#### [Assignment]
Filter the data for lines with the word "timeout" and copy those lines.

Saved data entries:
───
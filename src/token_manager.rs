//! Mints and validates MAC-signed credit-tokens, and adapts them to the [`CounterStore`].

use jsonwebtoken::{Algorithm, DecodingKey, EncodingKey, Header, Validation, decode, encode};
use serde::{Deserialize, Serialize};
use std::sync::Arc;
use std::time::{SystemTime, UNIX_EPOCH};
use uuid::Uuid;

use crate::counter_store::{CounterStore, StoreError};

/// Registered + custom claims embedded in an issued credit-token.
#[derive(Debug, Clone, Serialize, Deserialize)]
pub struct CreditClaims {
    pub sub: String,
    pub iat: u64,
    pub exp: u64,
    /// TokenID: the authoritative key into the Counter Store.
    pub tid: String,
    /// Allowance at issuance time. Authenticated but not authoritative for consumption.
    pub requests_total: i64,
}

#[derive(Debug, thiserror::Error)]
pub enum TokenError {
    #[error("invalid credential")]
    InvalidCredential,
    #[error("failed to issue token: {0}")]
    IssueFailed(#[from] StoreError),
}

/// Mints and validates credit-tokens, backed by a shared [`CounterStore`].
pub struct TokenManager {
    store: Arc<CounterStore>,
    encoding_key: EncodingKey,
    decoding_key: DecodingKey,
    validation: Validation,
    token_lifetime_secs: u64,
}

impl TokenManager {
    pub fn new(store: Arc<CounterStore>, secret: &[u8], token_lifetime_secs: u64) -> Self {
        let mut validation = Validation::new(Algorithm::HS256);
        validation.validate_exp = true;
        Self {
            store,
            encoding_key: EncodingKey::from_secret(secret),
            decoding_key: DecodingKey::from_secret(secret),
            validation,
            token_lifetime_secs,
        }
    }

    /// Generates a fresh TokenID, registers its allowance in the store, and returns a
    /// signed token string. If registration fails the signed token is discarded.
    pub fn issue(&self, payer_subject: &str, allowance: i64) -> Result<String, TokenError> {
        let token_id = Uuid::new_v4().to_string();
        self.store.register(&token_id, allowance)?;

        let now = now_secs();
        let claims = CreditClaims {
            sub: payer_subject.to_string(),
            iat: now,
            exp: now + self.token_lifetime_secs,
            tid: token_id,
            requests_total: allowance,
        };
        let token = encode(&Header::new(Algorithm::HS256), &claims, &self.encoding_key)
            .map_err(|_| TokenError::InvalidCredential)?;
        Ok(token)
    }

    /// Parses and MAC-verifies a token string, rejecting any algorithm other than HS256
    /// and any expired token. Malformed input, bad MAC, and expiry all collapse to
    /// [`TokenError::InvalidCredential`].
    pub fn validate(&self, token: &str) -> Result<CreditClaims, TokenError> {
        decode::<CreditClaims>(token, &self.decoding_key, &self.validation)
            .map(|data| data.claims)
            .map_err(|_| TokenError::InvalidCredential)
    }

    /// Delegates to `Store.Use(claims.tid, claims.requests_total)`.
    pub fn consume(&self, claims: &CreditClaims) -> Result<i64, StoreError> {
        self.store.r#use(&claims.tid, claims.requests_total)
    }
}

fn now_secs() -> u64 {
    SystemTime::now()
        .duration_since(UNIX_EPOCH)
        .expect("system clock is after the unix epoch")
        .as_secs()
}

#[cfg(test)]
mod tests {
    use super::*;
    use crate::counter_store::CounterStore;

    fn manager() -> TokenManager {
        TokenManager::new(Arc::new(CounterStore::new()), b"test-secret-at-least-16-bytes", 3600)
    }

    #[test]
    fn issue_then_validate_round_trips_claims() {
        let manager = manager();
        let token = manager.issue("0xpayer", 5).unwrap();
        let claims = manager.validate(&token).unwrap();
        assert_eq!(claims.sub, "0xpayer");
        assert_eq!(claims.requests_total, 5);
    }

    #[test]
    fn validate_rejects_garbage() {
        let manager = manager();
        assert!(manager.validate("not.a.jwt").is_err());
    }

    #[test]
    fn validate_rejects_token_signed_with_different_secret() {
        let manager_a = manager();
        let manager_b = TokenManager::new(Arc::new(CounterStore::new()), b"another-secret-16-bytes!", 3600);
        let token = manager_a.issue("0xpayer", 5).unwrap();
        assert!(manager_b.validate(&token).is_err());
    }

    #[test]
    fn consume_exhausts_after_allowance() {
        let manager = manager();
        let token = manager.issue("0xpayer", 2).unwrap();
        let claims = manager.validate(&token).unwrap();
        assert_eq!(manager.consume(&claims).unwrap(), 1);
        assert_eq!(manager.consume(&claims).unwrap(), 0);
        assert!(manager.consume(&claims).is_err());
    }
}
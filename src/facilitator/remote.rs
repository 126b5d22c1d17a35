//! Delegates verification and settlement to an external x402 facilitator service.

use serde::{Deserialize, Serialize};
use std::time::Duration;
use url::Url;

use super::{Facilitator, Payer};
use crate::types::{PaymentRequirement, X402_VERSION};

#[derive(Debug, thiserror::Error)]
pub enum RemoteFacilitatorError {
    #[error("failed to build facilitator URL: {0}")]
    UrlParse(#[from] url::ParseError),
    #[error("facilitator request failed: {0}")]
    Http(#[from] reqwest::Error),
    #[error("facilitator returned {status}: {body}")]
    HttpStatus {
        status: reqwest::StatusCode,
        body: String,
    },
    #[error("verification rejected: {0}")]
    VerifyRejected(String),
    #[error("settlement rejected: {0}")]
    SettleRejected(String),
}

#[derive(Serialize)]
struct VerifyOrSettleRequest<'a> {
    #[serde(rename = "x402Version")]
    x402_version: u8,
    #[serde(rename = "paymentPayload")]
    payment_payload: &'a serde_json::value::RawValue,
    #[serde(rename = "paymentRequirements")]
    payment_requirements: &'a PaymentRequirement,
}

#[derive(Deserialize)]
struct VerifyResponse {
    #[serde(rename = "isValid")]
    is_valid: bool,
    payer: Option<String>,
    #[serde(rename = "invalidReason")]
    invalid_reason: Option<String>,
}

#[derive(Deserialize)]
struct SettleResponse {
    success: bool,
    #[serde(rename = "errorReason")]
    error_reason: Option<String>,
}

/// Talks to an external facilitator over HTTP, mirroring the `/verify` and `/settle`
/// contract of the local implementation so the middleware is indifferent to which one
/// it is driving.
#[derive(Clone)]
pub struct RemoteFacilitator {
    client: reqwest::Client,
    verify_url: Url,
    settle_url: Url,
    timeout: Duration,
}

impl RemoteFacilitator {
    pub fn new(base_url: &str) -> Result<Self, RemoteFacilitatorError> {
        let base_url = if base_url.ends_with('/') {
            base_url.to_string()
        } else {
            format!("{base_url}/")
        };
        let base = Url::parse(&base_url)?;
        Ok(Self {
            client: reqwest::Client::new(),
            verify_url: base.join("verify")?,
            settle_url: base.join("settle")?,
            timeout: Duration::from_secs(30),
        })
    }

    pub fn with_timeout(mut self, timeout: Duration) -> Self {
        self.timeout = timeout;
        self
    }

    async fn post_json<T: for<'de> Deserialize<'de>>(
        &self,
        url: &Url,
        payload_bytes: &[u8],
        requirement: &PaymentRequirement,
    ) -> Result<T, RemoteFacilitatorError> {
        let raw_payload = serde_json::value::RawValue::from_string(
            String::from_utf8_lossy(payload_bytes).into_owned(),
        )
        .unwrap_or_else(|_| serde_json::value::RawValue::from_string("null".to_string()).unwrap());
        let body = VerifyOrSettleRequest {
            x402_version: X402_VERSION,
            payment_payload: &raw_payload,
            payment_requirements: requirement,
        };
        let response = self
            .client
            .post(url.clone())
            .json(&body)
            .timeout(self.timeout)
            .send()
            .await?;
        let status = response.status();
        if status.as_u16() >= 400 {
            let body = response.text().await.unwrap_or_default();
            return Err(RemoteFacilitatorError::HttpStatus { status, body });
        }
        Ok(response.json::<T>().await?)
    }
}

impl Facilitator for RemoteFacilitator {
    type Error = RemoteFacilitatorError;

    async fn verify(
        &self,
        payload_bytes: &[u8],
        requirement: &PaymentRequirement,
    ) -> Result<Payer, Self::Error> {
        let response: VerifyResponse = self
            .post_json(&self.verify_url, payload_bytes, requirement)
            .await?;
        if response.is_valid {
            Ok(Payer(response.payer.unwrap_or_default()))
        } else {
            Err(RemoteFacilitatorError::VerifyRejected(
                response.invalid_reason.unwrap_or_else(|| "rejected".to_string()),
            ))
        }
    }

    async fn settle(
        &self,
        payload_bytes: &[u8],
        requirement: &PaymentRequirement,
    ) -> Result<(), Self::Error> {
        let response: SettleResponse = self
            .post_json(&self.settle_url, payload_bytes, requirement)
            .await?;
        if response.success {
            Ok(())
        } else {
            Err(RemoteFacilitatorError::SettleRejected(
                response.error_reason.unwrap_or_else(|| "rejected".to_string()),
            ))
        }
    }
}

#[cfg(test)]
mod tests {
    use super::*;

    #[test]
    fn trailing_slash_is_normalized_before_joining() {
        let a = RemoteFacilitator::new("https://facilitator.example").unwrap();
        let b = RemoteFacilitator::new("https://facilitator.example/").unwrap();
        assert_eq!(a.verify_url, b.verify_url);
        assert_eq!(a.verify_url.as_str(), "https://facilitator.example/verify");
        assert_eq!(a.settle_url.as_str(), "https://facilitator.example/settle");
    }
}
───
#### [Result below]
    timeout: Duration,
            timeout: Duration::from_secs(30),
    pub fn with_timeout(mut self, timeout: Duration) -> Self {
        self.timeout = timeout;
            .timeout(self.timeout)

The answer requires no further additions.